§ What is required:
Lines in the records below that contain the word "info" must each be copied.

§ Supplied records:
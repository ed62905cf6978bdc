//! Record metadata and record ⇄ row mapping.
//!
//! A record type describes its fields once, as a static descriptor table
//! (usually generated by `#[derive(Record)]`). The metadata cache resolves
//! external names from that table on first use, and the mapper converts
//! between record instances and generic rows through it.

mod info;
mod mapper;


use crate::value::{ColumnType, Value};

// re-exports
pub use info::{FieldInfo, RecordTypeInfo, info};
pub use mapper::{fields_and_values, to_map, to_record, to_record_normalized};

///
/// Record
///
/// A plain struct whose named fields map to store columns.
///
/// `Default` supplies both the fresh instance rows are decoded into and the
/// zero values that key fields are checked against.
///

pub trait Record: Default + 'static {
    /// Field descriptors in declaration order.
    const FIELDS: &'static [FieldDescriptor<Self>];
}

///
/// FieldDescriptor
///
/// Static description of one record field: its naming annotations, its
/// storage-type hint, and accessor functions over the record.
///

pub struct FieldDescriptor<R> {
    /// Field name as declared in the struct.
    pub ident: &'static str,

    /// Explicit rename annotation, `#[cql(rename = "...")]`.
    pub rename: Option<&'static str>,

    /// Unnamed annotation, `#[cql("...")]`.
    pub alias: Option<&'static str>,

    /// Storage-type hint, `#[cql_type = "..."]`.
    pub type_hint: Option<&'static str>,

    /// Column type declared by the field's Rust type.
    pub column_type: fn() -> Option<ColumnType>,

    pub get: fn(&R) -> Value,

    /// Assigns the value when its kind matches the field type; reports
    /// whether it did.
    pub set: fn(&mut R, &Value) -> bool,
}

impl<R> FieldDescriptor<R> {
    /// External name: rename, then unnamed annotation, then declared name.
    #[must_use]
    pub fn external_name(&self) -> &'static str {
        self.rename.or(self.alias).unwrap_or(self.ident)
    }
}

§ Expected answer:
mod info;
pub use info::{FieldInfo, RecordTypeInfo, info};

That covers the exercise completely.